*** Material to process Section Begins ***
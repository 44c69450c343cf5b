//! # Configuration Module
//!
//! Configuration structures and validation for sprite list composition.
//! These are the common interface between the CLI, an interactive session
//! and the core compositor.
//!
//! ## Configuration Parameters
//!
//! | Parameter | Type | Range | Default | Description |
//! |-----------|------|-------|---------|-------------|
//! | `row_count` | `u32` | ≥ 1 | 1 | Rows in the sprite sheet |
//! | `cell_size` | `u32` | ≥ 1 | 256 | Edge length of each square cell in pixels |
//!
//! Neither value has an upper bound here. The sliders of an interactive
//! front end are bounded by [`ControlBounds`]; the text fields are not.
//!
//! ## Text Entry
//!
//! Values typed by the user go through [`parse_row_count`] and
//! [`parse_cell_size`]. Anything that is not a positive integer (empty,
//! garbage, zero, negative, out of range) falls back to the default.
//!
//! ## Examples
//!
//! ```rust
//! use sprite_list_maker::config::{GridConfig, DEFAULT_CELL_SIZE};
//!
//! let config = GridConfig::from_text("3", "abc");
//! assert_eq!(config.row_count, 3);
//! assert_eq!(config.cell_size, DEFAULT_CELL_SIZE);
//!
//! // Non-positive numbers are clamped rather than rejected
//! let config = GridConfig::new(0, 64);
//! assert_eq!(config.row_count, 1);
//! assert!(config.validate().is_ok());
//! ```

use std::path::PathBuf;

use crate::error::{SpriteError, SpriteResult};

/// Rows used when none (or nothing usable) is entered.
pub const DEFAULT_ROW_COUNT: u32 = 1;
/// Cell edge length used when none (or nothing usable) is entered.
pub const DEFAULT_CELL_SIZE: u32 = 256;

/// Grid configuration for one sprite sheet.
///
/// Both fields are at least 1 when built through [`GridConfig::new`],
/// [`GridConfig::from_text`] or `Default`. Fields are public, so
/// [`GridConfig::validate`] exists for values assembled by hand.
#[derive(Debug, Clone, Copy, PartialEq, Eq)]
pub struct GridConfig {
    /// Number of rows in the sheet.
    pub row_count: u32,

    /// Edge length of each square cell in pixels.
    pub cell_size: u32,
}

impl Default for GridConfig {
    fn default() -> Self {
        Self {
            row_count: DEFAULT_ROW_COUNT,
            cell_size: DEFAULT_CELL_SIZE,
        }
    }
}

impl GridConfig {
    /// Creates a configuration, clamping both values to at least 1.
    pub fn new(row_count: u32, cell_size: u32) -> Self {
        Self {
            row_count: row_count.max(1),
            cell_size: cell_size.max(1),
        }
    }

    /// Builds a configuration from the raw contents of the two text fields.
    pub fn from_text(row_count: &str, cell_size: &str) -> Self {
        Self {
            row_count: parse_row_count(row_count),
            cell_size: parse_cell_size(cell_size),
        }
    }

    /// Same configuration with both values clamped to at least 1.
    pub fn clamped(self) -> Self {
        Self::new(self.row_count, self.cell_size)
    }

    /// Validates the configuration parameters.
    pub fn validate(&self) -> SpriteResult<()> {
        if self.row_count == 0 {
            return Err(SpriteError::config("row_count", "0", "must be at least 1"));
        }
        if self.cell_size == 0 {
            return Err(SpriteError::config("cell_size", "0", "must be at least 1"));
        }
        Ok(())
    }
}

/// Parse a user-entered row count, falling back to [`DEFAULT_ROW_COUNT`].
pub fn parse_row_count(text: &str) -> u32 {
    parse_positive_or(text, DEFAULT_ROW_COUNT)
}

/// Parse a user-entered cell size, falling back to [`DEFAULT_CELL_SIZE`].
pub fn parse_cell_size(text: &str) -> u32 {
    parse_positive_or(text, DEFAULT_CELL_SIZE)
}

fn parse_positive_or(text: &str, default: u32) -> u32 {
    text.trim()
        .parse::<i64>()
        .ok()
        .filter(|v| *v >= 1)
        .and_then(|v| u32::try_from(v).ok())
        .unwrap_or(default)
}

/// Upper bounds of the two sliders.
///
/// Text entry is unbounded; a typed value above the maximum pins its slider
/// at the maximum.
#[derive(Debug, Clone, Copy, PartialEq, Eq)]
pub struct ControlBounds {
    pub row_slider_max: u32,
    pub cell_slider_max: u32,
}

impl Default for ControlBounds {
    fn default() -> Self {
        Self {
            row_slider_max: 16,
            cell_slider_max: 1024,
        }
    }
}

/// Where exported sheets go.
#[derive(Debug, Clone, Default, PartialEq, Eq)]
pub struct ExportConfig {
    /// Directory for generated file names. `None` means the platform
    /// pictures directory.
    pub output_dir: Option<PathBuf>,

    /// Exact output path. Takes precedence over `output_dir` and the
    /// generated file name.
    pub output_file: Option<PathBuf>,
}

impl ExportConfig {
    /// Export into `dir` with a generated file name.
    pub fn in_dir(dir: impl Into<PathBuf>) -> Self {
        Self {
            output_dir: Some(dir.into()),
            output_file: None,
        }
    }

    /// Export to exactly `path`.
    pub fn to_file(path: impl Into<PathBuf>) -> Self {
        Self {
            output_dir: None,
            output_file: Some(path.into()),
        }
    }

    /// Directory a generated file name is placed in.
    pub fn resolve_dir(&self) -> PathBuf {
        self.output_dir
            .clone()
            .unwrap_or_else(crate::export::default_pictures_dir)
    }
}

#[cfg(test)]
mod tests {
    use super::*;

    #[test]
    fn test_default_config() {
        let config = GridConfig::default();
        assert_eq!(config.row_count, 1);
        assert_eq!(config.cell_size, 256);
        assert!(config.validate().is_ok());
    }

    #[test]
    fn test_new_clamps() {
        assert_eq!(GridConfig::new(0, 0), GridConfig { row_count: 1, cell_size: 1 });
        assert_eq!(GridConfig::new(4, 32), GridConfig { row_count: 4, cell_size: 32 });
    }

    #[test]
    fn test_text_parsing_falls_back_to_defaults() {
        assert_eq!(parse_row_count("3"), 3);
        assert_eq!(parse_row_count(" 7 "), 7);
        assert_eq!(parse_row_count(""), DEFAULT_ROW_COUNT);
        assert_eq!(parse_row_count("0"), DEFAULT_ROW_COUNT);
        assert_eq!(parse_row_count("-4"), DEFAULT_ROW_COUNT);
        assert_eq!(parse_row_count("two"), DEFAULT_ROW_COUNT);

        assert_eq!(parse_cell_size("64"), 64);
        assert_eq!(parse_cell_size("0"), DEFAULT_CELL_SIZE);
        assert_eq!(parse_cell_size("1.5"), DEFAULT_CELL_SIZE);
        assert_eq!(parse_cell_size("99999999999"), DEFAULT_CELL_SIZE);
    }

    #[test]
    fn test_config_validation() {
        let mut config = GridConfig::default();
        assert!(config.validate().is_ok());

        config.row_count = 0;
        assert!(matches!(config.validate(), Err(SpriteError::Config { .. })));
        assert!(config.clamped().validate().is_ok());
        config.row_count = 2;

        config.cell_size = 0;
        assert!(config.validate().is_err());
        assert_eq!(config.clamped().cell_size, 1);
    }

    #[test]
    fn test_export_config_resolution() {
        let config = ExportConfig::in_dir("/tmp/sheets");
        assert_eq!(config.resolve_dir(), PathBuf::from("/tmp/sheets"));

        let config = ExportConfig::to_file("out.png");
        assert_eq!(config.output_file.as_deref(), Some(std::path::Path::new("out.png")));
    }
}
*** Material to process Section Ends ***
• Work task:
Print the data above exactly as it reads.

• Worked solution:
repository 44c69450c343cf5b
//! # Configuration Module
//!
//! Configuration structures and validation for sprite list composition.
//! These are the common interface between the CLI, an interactive session
//! and the core compositor.
//!
//! ## Configuration Parameters
//!
//! | Parameter | Type | Range | Default | Description |
//! |-----------|------|-------|---------|-------------|
//! | `row_count` | `u32` | ≥ 1 | 1 | Rows in the sprite sheet |
//! | `cell_size` | `u32` | ≥ 1 | 256 | Edge length of each square cell in pixels |
//!
//! Neither value has an upper bound here. The sliders of an interactive
//! front end are bounded by [`ControlBounds`]; the text fields are not.
//!
//! ## Text Entry
//!
//! Values typed by the user go through [`parse_row_count`] and
//! [`parse_cell_size`]. Anything that is not a positive integer (empty,
//! garbage, zero, negative, out of range) falls back to the default.
//!
//! ## Examples
//!
//! ```rust
//! use sprite_list_maker::config::{GridConfig, DEFAULT_CELL_SIZE};
//!
//! let config = GridConfig::from_text("3", "abc");
//! assert_eq!(config.row_count, 3);
//! assert_eq!(config.cell_size, DEFAULT_CELL_SIZE);
//!
//! // Non-positive numbers are clamped rather than rejected
//! let config = GridConfig::new(0, 64);
//! assert_eq!(config.row_count, 1);
//! assert!(config.validate().is_ok());
//! ```

use std::path::PathBuf;

use crate::error::{SpriteError, SpriteResult};

/// Rows used when none (or nothing usable) is entered.
pub const DEFAULT_ROW_COUNT: u32 = 1;
/// Cell edge length used when none (or nothing usable) is entered.
pub const DEFAULT_CELL_SIZE: u32 = 256;

/// Grid configuration for one sprite sheet.
///
/// Both fields are at least 1 when built through [`GridConfig::new`],
/// [`GridConfig::from_text`] or `Default`. Fields are public, so
/// [`GridConfig::validate`] exists for values assembled by hand.
#[derive(Debug, Clone, Copy, PartialEq, Eq)]
pub struct GridConfig {
    /// Number of rows in the sheet.
    pub row_count: u32,

    /// Edge length of each square cell in pixels.
    pub cell_size: u32,
}

impl Default for GridConfig {
    fn default() -> Self {
        Self {
            row_count: DEFAULT_ROW_COUNT,
            cell_size: DEFAULT_CELL_SIZE,
        }
    }
}

impl GridConfig {
    /// Creates a configuration, clamping both values to at least 1.
    pub fn new(row_count: u32, cell_size: u32) -> Self {
        Self {
            row_count: row_count.max(1),
            cell_size: cell_size.max(1),
        }
    }

    /// Builds a configuration from the raw contents of the two text fields.
    pub fn from_text(row_count: &str, cell_size: &str) -> Self {
        Self {
            row_count: parse_row_count(row_count),
            cell_size: parse_cell_size(cell_size),
        }
    }

    /// Same configuration with both values clamped to at least 1.
    pub fn clamped(self) -> Self {
        Self::new(self.row_count, self.cell_size)
    }

    /// Validates the configuration parameters.
    pub fn validate(&self) -> SpriteResult<()> {
        if self.row_count == 0 {
            return Err(SpriteError::config("row_count", "0", "must be at least 1"));
        }
        if self.cell_size == 0 {
            return Err(SpriteError::config("cell_size", "0", "must be at least 1"));
        }
        Ok(())
    }
}

/// Parse a user-entered row count, falling back to [`DEFAULT_ROW_COUNT`].
pub fn parse_row_count(text: &str) -> u32 {
    parse_positive_or(text, DEFAULT_ROW_COUNT)
}

/// Parse a user-entered cell size, falling back to [`DEFAULT_CELL_SIZE`].
pub fn parse_cell_size(text: &str) -> u32 {
    parse_positive_or(text, DEFAULT_CELL_SIZE)
}

fn parse_positive_or(text: &str, default: u32) -> u32 {
    text.trim()
        .parse::<i64>()
        .ok()
        .filter(|v| *v >= 1)
        .and_then(|v| u32::try_from(v).ok())
        .unwrap_or(default)
}

/// Upper bounds of the two sliders.
///
/// Text entry is unbounded; a typed value above the maximum pins its slider
/// at the maximum.
#[derive(Debug, Clone, Copy, PartialEq, Eq)]
pub struct ControlBounds {
    pub row_slider_max: u32,
    pub cell_slider_max: u32,
}

impl Default for ControlBounds {
    fn default() -> Self {
        Self {
            row_slider_max: 16,
            cell_slider_max: 1024,
        }
    }
}

/// Where exported sheets go.
#[derive(Debug, Clone, Default, PartialEq, Eq)]
pub struct ExportConfig {
    /// Directory for generated file names. `None` means the platform
    /// pictures directory.
    pub output_dir: Option<PathBuf>,

    /// Exact output path. Takes precedence over `output_dir` and the
    /// generated file name.
    pub output_file: Option<PathBuf>,
}

impl ExportConfig {
    /// Export into `dir` with a generated file name.
    pub fn in_dir(dir: impl Into<PathBuf>) -> Self {
        Self {
            output_dir: Some(dir.into()),
            output_file: None,
        }
    }

    /// Export to exactly `path`.
    pub fn to_file(path: impl Into<PathBuf>) -> Self {
        Self {
            output_dir: None,
            output_file: Some(path.into()),
        }
    }

    /// Directory a generated file name is placed in.
    pub fn resolve_dir(&self) -> PathBuf {
        self.output_dir
            .clone()
            .unwrap_or_else(crate::export::default_pictures_dir)
    }
}

#[cfg(test)]
mod tests {
    use super::*;

    #[test]
    fn test_default_config() {
        let config = GridConfig::default();
        assert_eq!(config.row_count, 1);
        assert_eq!(config.cell_size, 256);
        assert!(config.validate().is_ok());
    }

    #[test]
    fn test_new_clamps() {
        assert_eq!(GridConfig::new(0, 0), GridConfig { row_count: 1, cell_size: 1 });
        assert_eq!(GridConfig::new(4, 32), GridConfig { row_count: 4, cell_size: 32 });
    }

    #[test]
    fn test_text_parsing_falls_back_to_defaults() {
        assert_eq!(parse_row_count("3"), 3);
        assert_eq!(parse_row_count(" 7 "), 7);
        assert_eq!(parse_row_count(""), DEFAULT_ROW_COUNT);
        assert_eq!(parse_row_count("0"), DEFAULT_ROW_COUNT);
        assert_eq!(parse_row_count("-4"), DEFAULT_ROW_COUNT);
        assert_eq!(parse_row_count("two"), DEFAULT_ROW_COUNT);

        assert_eq!(parse_cell_size("64"), 64);
        assert_eq!(parse_cell_size("0"), DEFAULT_CELL_SIZE);
        assert_eq!(parse_cell_size("1.5"), DEFAULT_CELL_SIZE);
        assert_eq!(parse_cell_size("99999999999"), DEFAULT_CELL_SIZE);
    }

    #[test]
    fn test_config_validation() {
        let mut config = GridConfig::default();
        assert!(config.validate().is_ok());

        config.row_count = 0;
        assert!(matches!(config.validate(), Err(SpriteError::Config { .. })));
        assert!(config.clamped().validate().is_ok());
        config.row_count = 2;

        config.cell_size = 0;
        assert!(config.validate().is_err());
        assert_eq!(config.clamped().cell_size, 1);
    }

    #[test]
    fn test_export_config_resolution() {
        let config = ExportConfig::in_dir("/tmp/sheets");
        assert_eq!(config.resolve_dir(), PathBuf::from("/tmp/sheets"));

        let config = ExportConfig::to_file("out.png");
        assert_eq!(config.output_file.as_deref(), Some(std::path::Path::new("out.png")));
    }
}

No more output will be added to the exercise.